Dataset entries
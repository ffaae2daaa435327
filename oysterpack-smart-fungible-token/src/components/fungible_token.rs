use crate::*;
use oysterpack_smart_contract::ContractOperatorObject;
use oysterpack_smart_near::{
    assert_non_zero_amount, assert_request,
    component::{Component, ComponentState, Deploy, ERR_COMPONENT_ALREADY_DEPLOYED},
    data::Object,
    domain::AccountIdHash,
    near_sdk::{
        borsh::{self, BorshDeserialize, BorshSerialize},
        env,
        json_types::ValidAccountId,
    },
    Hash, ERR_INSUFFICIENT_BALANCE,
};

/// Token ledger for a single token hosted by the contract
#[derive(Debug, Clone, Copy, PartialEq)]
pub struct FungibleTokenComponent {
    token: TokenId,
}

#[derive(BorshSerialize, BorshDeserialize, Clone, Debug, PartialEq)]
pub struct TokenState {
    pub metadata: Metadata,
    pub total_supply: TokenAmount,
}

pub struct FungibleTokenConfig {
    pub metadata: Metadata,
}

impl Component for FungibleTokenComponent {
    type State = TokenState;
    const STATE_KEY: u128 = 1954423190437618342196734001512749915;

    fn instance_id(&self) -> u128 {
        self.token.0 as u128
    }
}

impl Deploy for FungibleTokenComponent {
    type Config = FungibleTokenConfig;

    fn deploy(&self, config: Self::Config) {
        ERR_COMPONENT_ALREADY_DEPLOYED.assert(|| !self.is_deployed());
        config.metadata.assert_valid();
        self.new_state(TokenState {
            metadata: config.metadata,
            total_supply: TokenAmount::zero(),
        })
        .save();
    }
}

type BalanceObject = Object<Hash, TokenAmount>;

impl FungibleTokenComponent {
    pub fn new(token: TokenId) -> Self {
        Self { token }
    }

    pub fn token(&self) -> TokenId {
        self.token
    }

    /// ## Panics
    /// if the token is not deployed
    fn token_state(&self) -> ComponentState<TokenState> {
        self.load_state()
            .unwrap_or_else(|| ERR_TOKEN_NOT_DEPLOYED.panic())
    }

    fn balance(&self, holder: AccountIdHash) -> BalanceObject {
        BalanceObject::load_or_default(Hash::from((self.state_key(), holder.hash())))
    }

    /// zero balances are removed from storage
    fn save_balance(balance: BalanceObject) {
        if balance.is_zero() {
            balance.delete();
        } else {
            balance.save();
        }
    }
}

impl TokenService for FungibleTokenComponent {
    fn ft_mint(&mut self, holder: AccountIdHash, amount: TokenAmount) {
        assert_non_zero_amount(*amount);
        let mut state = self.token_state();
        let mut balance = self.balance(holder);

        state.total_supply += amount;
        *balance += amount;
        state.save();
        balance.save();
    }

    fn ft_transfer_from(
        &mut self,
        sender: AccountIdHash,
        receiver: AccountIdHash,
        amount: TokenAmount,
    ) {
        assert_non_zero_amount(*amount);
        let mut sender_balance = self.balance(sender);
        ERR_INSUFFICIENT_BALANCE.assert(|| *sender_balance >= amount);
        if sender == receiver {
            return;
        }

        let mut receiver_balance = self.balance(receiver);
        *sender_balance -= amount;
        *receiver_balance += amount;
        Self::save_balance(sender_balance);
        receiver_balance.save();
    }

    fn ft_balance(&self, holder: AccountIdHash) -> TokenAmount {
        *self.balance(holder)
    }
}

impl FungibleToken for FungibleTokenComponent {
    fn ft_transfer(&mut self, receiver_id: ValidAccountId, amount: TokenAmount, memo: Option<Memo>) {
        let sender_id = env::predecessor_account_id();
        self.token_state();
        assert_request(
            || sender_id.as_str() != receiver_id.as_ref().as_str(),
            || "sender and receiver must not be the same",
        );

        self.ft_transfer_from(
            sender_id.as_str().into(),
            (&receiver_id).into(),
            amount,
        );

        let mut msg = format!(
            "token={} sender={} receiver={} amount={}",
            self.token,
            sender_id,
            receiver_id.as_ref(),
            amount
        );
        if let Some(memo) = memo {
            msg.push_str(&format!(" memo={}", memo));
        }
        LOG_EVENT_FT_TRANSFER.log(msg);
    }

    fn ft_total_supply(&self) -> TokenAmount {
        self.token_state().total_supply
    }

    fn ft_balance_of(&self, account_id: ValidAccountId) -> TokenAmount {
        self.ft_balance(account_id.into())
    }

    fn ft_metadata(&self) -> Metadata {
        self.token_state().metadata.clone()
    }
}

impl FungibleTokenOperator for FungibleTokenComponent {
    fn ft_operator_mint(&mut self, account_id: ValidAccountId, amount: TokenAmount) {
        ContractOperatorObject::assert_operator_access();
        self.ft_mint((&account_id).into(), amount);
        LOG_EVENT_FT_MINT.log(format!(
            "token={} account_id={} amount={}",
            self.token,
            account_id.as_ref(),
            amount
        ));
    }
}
--
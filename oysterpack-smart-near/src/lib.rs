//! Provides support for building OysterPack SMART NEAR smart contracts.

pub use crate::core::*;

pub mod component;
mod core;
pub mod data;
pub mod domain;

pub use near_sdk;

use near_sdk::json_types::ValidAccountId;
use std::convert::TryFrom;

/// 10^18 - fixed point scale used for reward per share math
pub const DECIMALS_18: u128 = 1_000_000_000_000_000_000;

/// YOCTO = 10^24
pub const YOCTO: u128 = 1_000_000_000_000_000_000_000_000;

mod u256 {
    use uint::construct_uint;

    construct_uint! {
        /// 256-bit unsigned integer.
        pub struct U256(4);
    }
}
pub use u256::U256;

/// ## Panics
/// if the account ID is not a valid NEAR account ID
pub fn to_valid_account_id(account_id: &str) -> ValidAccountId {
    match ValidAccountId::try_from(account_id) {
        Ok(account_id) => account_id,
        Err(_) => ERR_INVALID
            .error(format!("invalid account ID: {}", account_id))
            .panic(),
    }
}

● **Exercise brief**: Search the entries for the word "format". Copy every line where it occurs.

● **Solution for this exercise**:
        let mut msg = format!(
            msg.push_str(&format!(" memo={}", memo));
        LOG_EVENT_FT_MINT.log(format!(
            .error(format!("invalid account ID: {}", account_id))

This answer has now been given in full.